TASK DETAILS: When a line of the entries contains the word "attach", report that line.

*** INPUT DATA Section Begins ***

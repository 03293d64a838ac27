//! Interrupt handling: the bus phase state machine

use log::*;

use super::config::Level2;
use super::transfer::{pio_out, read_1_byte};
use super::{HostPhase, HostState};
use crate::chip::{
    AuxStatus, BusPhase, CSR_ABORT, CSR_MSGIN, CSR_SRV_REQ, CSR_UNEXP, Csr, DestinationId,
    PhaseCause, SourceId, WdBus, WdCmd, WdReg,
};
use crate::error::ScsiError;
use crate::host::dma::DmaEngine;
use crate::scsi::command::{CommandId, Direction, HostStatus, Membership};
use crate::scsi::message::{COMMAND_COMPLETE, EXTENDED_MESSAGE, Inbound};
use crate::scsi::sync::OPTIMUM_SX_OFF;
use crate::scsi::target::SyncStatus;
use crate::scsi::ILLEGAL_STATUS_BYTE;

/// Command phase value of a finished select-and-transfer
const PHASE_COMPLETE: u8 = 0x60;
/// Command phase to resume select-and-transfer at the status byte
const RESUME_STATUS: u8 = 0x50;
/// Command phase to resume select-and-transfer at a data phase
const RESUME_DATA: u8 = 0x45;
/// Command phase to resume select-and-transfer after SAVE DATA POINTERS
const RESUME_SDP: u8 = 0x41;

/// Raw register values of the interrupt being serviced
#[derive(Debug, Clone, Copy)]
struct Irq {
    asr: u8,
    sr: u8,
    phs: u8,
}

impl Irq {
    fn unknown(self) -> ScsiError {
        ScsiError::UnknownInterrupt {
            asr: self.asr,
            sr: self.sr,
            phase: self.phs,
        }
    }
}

*** INPUT DATA Section Ends ***
*** INPUT DATA Section Begins ***

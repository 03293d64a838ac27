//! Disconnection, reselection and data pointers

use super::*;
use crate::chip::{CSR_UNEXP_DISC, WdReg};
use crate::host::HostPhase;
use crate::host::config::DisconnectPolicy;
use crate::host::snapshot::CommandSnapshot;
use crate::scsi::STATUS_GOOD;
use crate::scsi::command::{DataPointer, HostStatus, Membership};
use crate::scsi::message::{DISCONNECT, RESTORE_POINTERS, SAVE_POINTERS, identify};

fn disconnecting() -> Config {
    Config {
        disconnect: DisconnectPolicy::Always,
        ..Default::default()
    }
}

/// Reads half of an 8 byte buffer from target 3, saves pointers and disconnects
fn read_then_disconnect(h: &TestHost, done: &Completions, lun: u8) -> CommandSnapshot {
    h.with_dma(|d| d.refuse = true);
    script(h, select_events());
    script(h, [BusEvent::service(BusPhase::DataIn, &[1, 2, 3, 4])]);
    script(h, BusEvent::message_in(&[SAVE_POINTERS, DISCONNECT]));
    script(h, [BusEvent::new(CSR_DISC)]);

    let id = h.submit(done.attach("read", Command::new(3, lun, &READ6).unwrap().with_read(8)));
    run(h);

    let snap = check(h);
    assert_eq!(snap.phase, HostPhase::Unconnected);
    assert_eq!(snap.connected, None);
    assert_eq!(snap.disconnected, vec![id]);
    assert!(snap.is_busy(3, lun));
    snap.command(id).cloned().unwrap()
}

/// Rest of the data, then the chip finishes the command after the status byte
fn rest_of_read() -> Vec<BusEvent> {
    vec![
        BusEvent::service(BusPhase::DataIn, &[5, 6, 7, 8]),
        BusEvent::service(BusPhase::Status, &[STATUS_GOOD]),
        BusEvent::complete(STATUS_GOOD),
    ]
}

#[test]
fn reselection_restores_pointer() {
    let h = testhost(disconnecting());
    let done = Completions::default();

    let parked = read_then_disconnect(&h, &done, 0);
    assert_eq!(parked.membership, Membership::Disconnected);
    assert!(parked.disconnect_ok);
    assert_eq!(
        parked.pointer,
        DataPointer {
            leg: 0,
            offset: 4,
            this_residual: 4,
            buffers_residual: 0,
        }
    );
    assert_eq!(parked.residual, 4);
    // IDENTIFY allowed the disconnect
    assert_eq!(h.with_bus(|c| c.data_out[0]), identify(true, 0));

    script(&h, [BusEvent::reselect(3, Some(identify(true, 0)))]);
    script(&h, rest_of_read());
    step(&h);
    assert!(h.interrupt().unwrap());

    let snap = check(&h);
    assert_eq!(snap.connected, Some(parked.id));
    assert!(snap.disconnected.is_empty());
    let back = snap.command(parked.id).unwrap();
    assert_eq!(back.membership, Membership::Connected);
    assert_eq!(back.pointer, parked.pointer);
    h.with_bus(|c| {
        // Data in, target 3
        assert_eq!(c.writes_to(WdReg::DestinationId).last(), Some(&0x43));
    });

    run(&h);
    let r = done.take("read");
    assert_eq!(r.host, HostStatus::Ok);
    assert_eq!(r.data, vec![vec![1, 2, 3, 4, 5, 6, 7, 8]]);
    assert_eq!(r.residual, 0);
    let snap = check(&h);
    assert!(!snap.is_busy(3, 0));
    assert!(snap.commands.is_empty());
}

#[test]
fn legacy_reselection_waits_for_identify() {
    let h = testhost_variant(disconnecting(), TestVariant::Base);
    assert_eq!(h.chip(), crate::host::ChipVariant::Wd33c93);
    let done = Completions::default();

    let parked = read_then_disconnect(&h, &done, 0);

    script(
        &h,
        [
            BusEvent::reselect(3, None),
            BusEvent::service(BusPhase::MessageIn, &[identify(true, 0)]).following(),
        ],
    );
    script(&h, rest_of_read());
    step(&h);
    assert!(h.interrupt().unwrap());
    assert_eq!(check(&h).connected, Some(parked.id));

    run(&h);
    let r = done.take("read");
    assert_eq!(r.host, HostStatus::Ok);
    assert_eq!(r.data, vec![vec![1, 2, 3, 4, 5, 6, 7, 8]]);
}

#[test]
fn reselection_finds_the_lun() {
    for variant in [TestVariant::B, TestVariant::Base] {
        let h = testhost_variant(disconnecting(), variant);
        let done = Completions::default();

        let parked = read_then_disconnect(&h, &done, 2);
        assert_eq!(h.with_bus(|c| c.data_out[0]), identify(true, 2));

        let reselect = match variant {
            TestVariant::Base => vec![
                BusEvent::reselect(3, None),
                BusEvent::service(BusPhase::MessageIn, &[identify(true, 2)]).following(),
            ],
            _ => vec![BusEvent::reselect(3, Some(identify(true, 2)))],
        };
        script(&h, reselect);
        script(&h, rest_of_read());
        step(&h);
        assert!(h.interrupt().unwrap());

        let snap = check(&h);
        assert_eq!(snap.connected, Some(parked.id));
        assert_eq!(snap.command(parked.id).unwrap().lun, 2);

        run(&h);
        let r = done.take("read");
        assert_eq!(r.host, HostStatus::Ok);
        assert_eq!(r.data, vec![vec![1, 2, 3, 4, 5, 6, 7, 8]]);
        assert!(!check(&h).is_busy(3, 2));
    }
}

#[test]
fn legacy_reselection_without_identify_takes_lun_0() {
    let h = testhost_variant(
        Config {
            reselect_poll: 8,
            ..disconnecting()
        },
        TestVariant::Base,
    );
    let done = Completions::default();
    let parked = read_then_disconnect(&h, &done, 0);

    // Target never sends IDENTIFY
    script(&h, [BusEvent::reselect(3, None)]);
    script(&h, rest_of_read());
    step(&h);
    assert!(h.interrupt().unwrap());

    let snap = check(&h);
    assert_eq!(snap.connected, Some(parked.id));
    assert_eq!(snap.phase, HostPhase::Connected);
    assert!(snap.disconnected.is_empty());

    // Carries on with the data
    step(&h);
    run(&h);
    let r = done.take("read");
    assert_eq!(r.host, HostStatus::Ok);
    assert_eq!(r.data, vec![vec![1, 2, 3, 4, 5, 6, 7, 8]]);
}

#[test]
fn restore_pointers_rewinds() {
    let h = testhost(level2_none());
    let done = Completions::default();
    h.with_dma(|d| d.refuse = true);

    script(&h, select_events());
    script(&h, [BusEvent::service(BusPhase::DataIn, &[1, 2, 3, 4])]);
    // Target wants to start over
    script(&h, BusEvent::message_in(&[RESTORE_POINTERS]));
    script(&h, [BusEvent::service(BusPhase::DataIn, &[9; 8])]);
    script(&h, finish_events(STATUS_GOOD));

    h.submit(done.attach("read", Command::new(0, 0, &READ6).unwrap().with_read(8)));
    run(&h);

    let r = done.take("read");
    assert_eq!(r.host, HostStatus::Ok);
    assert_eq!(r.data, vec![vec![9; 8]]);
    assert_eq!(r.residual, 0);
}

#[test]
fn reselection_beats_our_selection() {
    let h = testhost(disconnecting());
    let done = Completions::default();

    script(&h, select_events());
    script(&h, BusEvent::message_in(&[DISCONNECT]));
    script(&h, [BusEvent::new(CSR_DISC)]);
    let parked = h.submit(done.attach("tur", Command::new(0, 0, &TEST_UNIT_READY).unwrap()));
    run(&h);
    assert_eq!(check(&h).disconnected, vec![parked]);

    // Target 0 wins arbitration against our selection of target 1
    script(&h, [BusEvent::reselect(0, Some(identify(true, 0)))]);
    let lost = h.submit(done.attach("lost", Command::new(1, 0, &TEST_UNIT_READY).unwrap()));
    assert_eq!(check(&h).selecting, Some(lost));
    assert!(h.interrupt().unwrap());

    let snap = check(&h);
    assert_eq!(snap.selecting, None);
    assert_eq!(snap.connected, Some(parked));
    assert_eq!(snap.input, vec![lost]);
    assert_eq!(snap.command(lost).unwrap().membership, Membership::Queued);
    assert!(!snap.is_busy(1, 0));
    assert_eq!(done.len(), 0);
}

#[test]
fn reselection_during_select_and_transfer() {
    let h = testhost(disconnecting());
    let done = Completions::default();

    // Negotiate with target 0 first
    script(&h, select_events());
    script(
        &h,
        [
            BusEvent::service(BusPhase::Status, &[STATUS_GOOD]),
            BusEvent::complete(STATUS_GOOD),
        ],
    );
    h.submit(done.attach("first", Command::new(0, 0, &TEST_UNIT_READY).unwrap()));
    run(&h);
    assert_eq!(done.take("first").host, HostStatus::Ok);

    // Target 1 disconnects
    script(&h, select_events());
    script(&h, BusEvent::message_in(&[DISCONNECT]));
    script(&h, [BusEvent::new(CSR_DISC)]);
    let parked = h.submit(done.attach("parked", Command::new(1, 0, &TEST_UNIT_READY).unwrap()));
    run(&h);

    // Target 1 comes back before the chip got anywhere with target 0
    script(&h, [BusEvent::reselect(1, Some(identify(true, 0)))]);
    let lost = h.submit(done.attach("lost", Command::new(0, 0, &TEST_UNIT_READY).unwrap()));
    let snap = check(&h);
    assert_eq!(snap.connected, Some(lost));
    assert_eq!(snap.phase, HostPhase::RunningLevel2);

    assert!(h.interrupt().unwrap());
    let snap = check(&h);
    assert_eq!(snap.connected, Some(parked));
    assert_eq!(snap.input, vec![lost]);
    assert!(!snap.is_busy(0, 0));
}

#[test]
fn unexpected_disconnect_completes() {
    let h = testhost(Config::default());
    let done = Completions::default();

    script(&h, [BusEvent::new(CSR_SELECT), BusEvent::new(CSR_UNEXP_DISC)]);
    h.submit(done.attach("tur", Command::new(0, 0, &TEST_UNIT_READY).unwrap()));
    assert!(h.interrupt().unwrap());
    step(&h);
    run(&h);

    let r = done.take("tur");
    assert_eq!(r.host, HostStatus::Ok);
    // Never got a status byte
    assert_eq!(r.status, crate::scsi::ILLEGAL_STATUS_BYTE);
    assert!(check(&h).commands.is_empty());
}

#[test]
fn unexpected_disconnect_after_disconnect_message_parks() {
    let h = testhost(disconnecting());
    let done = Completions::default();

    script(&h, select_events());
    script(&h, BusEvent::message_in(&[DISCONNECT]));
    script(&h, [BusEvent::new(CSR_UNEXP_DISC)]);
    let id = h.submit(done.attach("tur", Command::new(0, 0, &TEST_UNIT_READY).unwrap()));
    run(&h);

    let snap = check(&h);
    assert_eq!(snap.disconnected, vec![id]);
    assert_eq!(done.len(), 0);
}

*** INPUT DATA Section Ends ***

ANSWER BELOW:
    let id = h.submit(done.attach("read", Command::new(3, lun, &READ6).unwrap().with_read(8)));
    h.submit(done.attach("read", Command::new(0, 0, &READ6).unwrap().with_read(8)));
    let parked = h.submit(done.attach("tur", Command::new(0, 0, &TEST_UNIT_READY).unwrap()));
    let lost = h.submit(done.attach("lost", Command::new(1, 0, &TEST_UNIT_READY).unwrap()));
    h.submit(done.attach("first", Command::new(0, 0, &TEST_UNIT_READY).unwrap()));
    let parked = h.submit(done.attach("parked", Command::new(1, 0, &TEST_UNIT_READY).unwrap()));
    let lost = h.submit(done.attach("lost", Command::new(0, 0, &TEST_UNIT_READY).unwrap()));
    h.submit(done.attach("tur", Command::new(0, 0, &TEST_UNIT_READY).unwrap()));
    let id = h.submit(done.attach("tur", Command::new(0, 0, &TEST_UNIT_READY).unwrap()));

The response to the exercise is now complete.